EXERCISE BRIEF —
Starting at the top line and ending at the last, restate the records exactly.

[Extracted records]
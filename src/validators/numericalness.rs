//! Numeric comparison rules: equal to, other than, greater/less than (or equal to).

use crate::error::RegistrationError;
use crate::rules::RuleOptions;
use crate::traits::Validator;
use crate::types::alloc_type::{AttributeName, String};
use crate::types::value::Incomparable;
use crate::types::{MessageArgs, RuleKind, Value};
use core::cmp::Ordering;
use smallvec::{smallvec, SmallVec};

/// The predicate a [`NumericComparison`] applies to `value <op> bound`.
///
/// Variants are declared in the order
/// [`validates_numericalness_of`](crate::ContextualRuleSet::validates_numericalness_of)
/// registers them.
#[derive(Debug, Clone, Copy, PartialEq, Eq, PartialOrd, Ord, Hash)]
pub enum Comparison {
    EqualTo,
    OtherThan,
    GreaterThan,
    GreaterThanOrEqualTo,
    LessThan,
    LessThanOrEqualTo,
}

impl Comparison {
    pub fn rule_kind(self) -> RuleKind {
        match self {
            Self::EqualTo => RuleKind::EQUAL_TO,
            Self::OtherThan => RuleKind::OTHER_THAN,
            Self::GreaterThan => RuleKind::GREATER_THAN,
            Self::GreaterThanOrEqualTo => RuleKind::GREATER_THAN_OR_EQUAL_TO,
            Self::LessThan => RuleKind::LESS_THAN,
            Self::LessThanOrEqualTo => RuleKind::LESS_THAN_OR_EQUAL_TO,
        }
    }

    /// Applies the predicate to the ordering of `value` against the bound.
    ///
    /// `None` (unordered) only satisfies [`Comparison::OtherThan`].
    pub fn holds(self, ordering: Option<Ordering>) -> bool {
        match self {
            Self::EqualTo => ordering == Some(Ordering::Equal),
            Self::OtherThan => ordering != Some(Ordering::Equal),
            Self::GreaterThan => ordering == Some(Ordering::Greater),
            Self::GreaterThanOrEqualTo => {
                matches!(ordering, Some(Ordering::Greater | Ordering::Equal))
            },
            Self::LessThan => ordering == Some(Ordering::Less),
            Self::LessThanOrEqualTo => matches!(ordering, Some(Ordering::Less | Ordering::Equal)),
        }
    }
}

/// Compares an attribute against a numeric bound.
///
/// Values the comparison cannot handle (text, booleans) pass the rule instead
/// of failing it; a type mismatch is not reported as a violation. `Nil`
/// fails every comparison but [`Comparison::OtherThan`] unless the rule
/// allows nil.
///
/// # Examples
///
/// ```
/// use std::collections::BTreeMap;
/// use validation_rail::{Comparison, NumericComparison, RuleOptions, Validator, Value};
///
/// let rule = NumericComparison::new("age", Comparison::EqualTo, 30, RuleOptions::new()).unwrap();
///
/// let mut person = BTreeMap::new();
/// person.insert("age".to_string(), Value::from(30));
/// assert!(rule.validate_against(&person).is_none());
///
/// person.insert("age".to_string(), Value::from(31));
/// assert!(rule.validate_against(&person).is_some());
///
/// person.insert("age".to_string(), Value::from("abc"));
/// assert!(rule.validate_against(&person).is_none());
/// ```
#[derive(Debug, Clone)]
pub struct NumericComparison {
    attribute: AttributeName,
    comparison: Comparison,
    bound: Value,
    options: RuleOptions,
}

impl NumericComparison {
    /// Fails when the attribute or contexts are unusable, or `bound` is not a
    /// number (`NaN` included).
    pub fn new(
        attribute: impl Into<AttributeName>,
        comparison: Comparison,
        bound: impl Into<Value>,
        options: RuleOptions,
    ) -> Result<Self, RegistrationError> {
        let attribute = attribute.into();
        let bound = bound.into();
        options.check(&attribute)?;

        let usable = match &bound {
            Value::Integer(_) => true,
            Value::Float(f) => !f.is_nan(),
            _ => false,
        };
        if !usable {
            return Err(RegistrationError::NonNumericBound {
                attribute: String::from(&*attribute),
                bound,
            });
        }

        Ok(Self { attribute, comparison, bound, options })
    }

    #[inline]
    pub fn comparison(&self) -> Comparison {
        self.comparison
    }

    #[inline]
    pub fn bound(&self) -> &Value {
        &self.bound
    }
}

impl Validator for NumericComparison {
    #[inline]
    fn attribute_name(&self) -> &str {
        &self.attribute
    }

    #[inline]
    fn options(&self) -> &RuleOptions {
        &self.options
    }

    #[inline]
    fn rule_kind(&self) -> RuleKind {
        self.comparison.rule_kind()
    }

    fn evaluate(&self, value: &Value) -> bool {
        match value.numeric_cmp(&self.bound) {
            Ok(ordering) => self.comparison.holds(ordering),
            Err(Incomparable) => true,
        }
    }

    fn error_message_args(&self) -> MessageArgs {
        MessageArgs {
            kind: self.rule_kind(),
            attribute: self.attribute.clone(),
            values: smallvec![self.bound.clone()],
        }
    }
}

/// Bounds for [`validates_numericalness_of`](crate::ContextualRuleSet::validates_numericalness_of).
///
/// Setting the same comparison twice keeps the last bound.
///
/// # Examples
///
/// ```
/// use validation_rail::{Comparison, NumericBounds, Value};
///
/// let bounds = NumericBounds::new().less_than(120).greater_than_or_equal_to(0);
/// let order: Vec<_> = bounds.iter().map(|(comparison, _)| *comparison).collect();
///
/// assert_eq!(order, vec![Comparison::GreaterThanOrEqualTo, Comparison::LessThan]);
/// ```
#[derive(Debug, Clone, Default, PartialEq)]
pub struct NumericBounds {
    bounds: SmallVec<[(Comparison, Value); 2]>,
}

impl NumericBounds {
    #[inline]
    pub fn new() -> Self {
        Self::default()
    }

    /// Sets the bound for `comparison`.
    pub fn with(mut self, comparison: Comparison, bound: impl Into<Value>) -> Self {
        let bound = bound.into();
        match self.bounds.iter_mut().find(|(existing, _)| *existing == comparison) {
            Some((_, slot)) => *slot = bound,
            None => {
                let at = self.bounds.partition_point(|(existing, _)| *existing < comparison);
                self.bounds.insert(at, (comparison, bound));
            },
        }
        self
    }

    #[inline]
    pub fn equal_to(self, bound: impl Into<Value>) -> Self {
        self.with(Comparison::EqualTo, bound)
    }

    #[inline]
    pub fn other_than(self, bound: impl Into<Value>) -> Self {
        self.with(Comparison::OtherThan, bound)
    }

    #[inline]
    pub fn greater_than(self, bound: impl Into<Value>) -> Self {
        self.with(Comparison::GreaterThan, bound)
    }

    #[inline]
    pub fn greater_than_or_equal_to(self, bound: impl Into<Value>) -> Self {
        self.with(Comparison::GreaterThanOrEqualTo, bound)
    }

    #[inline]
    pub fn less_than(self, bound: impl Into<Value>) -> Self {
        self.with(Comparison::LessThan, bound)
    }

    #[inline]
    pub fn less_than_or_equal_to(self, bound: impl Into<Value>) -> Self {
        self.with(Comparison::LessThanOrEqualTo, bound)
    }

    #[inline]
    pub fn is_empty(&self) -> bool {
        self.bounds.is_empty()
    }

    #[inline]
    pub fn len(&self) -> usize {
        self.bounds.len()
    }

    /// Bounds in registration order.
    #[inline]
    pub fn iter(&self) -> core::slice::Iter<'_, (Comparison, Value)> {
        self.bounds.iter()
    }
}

RESULT BELOW —
filename src/validators/numericalness.rs
//! Numeric comparison rules: equal to, other than, greater/less than (or equal to).

use crate::error::RegistrationError;
use crate::rules::RuleOptions;
use crate::traits::Validator;
use crate::types::alloc_type::{AttributeName, String};
use crate::types::value::Incomparable;
use crate::types::{MessageArgs, RuleKind, Value};
use core::cmp::Ordering;
use smallvec::{smallvec, SmallVec};

/// The predicate a [`NumericComparison`] applies to `value <op> bound`.
///
/// Variants are declared in the order
/// [`validates_numericalness_of`](crate::ContextualRuleSet::validates_numericalness_of)
/// registers them.
#[derive(Debug, Clone, Copy, PartialEq, Eq, PartialOrd, Ord, Hash)]
pub enum Comparison {
    EqualTo,
    OtherThan,
    GreaterThan,
    GreaterThanOrEqualTo,
    LessThan,
    LessThanOrEqualTo,
}

impl Comparison {
    pub fn rule_kind(self) -> RuleKind {
        match self {
            Self::EqualTo => RuleKind::EQUAL_TO,
            Self::OtherThan => RuleKind::OTHER_THAN,
            Self::GreaterThan => RuleKind::GREATER_THAN,
            Self::GreaterThanOrEqualTo => RuleKind::GREATER_THAN_OR_EQUAL_TO,
            Self::LessThan => RuleKind::LESS_THAN,
            Self::LessThanOrEqualTo => RuleKind::LESS_THAN_OR_EQUAL_TO,
        }
    }

    /// Applies the predicate to the ordering of `value` against the bound.
    ///
    /// `None` (unordered) only satisfies [`Comparison::OtherThan`].
    pub fn holds(self, ordering: Option<Ordering>) -> bool {
        match self {
            Self::EqualTo => ordering == Some(Ordering::Equal),
            Self::OtherThan => ordering != Some(Ordering::Equal),
            Self::GreaterThan => ordering == Some(Ordering::Greater),
            Self::GreaterThanOrEqualTo => {
                matches!(ordering, Some(Ordering::Greater | Ordering::Equal))
            },
            Self::LessThan => ordering == Some(Ordering::Less),
            Self::LessThanOrEqualTo => matches!(ordering, Some(Ordering::Less | Ordering::Equal)),
        }
    }
}

/// Compares an attribute against a numeric bound.
///
/// Values the comparison cannot handle (text, booleans) pass the rule instead
/// of failing it; a type mismatch is not reported as a violation. `Nil`
/// fails every comparison but [`Comparison::OtherThan`] unless the rule
/// allows nil.
///
/// # Examples
///
/// ```
/// use std::collections::BTreeMap;
/// use validation_rail::{Comparison, NumericComparison, RuleOptions, Validator, Value};
///
/// let rule = NumericComparison::new("age", Comparison::EqualTo, 30, RuleOptions::new()).unwrap();
///
/// let mut person = BTreeMap::new();
/// person.insert("age".to_string(), Value::from(30));
/// assert!(rule.validate_against(&person).is_none());
///
/// person.insert("age".to_string(), Value::from(31));
/// assert!(rule.validate_against(&person).is_some());
///
/// person.insert("age".to_string(), Value::from("abc"));
/// assert!(rule.validate_against(&person).is_none());
/// ```
#[derive(Debug, Clone)]
pub struct NumericComparison {
    attribute: AttributeName,
    comparison: Comparison,
    bound: Value,
    options: RuleOptions,
}

impl NumericComparison {
    /// Fails when the attribute or contexts are unusable, or `bound` is not a
    /// number (`NaN` included).
    pub fn new(
        attribute: impl Into<AttributeName>,
        comparison: Comparison,
        bound: impl Into<Value>,
        options: RuleOptions,
    ) -> Result<Self, RegistrationError> {
        let attribute = attribute.into();
        let bound = bound.into();
        options.check(&attribute)?;

        let usable = match &bound {
            Value::Integer(_) => true,
            Value::Float(f) => !f.is_nan(),
            _ => false,
        };
        if !usable {
            return Err(RegistrationError::NonNumericBound {
                attribute: String::from(&*attribute),
                bound,
            });
        }

        Ok(Self { attribute, comparison, bound, options })
    }

    #[inline]
    pub fn comparison(&self) -> Comparison {
        self.comparison
    }

    #[inline]
    pub fn bound(&self) -> &Value {
        &self.bound
    }
}

impl Validator for NumericComparison {
    #[inline]
    fn attribute_name(&self) -> &str {
        &self.attribute
    }

    #[inline]
    fn options(&self) -> &RuleOptions {
        &self.options
    }

    #[inline]
    fn rule_kind(&self) -> RuleKind {
        self.comparison.rule_kind()
    }

    fn evaluate(&self, value: &Value) -> bool {
        match value.numeric_cmp(&self.bound) {
            Ok(ordering) => self.comparison.holds(ordering),
            Err(Incomparable) => true,
        }
    }

    fn error_message_args(&self) -> MessageArgs {
        MessageArgs {
            kind: self.rule_kind(),
            attribute: self.attribute.clone(),
            values: smallvec![self.bound.clone()],
        }
    }
}

/// Bounds for [`validates_numericalness_of`](crate::ContextualRuleSet::validates_numericalness_of).
///
/// Setting the same comparison twice keeps the last bound.
///
/// # Examples
///
/// ```
/// use validation_rail::{Comparison, NumericBounds, Value};
///
/// let bounds = NumericBounds::new().less_than(120).greater_than_or_equal_to(0);
/// let order: Vec<_> = bounds.iter().map(|(comparison, _)| *comparison).collect();
///
/// assert_eq!(order, vec![Comparison::GreaterThanOrEqualTo, Comparison::LessThan]);
/// ```
#[derive(Debug, Clone, Default, PartialEq)]
pub struct NumericBounds {
    bounds: SmallVec<[(Comparison, Value); 2]>,
}

impl NumericBounds {
    #[inline]
    pub fn new() -> Self {
        Self::default()
    }

    /// Sets the bound for `comparison`.
    pub fn with(mut self, comparison: Comparison, bound: impl Into<Value>) -> Self {
        let bound = bound.into();
        match self.bounds.iter_mut().find(|(existing, _)| *existing == comparison) {
            Some((_, slot)) => *slot = bound,
            None => {
                let at = self.bounds.partition_point(|(existing, _)| *existing < comparison);
                self.bounds.insert(at, (comparison, bound));
            },
        }
        self
    }

    #[inline]
    pub fn equal_to(self, bound: impl Into<Value>) -> Self {
        self.with(Comparison::EqualTo, bound)
    }

    #[inline]
    pub fn other_than(self, bound: impl Into<Value>) -> Self {
        self.with(Comparison::OtherThan, bound)
    }

    #[inline]
    pub fn greater_than(self, bound: impl Into<Value>) -> Self {
        self.with(Comparison::GreaterThan, bound)
    }

    #[inline]
    pub fn greater_than_or_equal_to(self, bound: impl Into<Value>) -> Self {
        self.with(Comparison::GreaterThanOrEqualTo, bound)
    }

    #[inline]
    pub fn less_than(self, bound: impl Into<Value>) -> Self {
        self.with(Comparison::LessThan, bound)
    }

    #[inline]
    pub fn less_than_or_equal_to(self, bound: impl Into<Value>) -> Self {
        self.with(Comparison::LessThanOrEqualTo, bound)
    }

    #[inline]
    pub fn is_empty(&self) -> bool {
        self.bounds.is_empty()
    }

    #[inline]
    pub fn len(&self) -> usize {
        self.bounds.len()
    }

    /// Bounds in registration order.
    #[inline]
    pub fn iter(&self) -> core::slice::Iter<'_, (Comparison, Value)> {
        self.bounds.iter()
    }
}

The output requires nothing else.